WHAT NEEDS TO BE DONE
The entries are to be output in full, word for word.

-----

//! JS literal values used in variant conditions and enumerated prop types

use serde::{ser, Deserialize, Deserializer, Serialize, Serializer};
use std::fmt;
use std::str::FromStr;

/// A literal a prop can be compared against.
///
/// Numbers keep their source text so literals stay hashable and print back
/// exactly as written.
#[derive(Debug, Clone, PartialEq, Eq, Hash, PartialOrd, Ord, Serialize, Deserialize)]
#[serde(untagged)]
pub enum Literal {
    Bool(bool),
    Number(NumberText),
    String(String),
}

/// Source text of a numeric literal (`1`, `0.5`)
///
/// Serialized as a number: only numbers deserialize into it, so an untagged
/// `Literal` sends strings on to its `String` case.
#[derive(Debug, Clone, PartialEq, Eq, Hash, PartialOrd, Ord)]
pub struct NumberText(pub String);

impl Serialize for NumberText {
    fn serialize<S: Serializer>(&self, serializer: S) -> Result<S::Ok, S::Error> {
        let number = serde_json::Number::from_str(&self.0).map_err(|err| {
            ser::Error::custom(format!("`{}` is not a JSON number: {}", self.0, err))
        })?;
        number.serialize(serializer)
    }
}

impl<'de> Deserialize<'de> for NumberText {
    fn deserialize<D: Deserializer<'de>>(deserializer: D) -> Result<Self, D::Error> {
        serde_json::Number::deserialize(deserializer).map(|number| NumberText(number.to_string()))
    }
}

impl Literal {
    pub fn string(value: impl Into<String>) -> Self {
        Literal::String(value.into())
    }

    pub fn number(text: impl Into<String>) -> Self {
        Literal::Number(NumberText(text.into()))
    }

    /// Fragment used when deriving style key names (`small` → `Small`)
    pub fn key_fragment(&self) -> String {
        match self {
            Literal::Bool(true) => "True".to_string(),
            Literal::Bool(false) => "False".to_string(),
            Literal::Number(n) => n.0.replace(['.', '-'], "_"),
            Literal::String(s) => crate::shared::utils::naming::to_pascal_case(s),
        }
    }

    /// Plain text of the value, without quotes
    pub fn as_text(&self) -> String {
        match self {
            Literal::Bool(b) => b.to_string(),
            Literal::Number(n) => n.0.clone(),
            Literal::String(s) => s.clone(),
        }
    }
}

impl fmt::Display for Literal {
    /// JS source form: strings are double-quoted
    fn fmt(&self, f: &mut fmt::Formatter<'_>) -> fmt::Result {
        match self {
            Literal::Bool(b) => write!(f, "{}", b),
            Literal::Number(n) => write!(f, "{}", n.0),
            Literal::String(s) => write!(f, "{:?}", s),
        }
    }
}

-----

RESULT BELOW
//! JS literal values used in variant conditions and enumerated prop types

use serde::{ser, Deserialize, Deserializer, Serialize, Serializer};
use std::fmt;
use std::str::FromStr;

/// A literal a prop can be compared against.
///
/// Numbers keep their source text so literals stay hashable and print back
/// exactly as written.
#[derive(Debug, Clone, PartialEq, Eq, Hash, PartialOrd, Ord, Serialize, Deserialize)]
#[serde(untagged)]
pub enum Literal {
    Bool(bool),
    Number(NumberText),
    String(String),
}

/// Source text of a numeric literal (`1`, `0.5`)
///
/// Serialized as a number: only numbers deserialize into it, so an untagged
/// `Literal` sends strings on to its `String` case.
#[derive(Debug, Clone, PartialEq, Eq, Hash, PartialOrd, Ord)]
pub struct NumberText(pub String);

impl Serialize for NumberText {
    fn serialize<S: Serializer>(&self, serializer: S) -> Result<S::Ok, S::Error> {
        let number = serde_json::Number::from_str(&self.0).map_err(|err| {
            ser::Error::custom(format!("`{}` is not a JSON number: {}", self.0, err))
        })?;
        number.serialize(serializer)
    }
}

impl<'de> Deserialize<'de> for NumberText {
    fn deserialize<D: Deserializer<'de>>(deserializer: D) -> Result<Self, D::Error> {
        serde_json::Number::deserialize(deserializer).map(|number| NumberText(number.to_string()))
    }
}

impl Literal {
    pub fn string(value: impl Into<String>) -> Self {
        Literal::String(value.into())
    }

    pub fn number(text: impl Into<String>) -> Self {
        Literal::Number(NumberText(text.into()))
    }

    /// Fragment used when deriving style key names (`small` → `Small`)
    pub fn key_fragment(&self) -> String {
        match self {
            Literal::Bool(true) => "True".to_string(),
            Literal::Bool(false) => "False".to_string(),
            Literal::Number(n) => n.0.replace(['.', '-'], "_"),
            Literal::String(s) => crate::shared::utils::naming::to_pascal_case(s),
        }
    }

    /// Plain text of the value, without quotes
    pub fn as_text(&self) -> String {
        match self {
            Literal::Bool(b) => b.to_string(),
            Literal::Number(n) => n.0.clone(),
            Literal::String(s) => s.clone(),
        }
    }
}

impl fmt::Display for Literal {
    /// JS source form: strings are double-quoted
    fn fmt(&self, f: &mut fmt::Formatter<'_>) -> fmt::Result {
        match self {
            Literal::Bool(b) => write!(f, "{}", b),
            Literal::Number(n) => write!(f, "{}", n.0),
            Literal::String(s) => write!(f, "{:?}", s),
        }
    }
}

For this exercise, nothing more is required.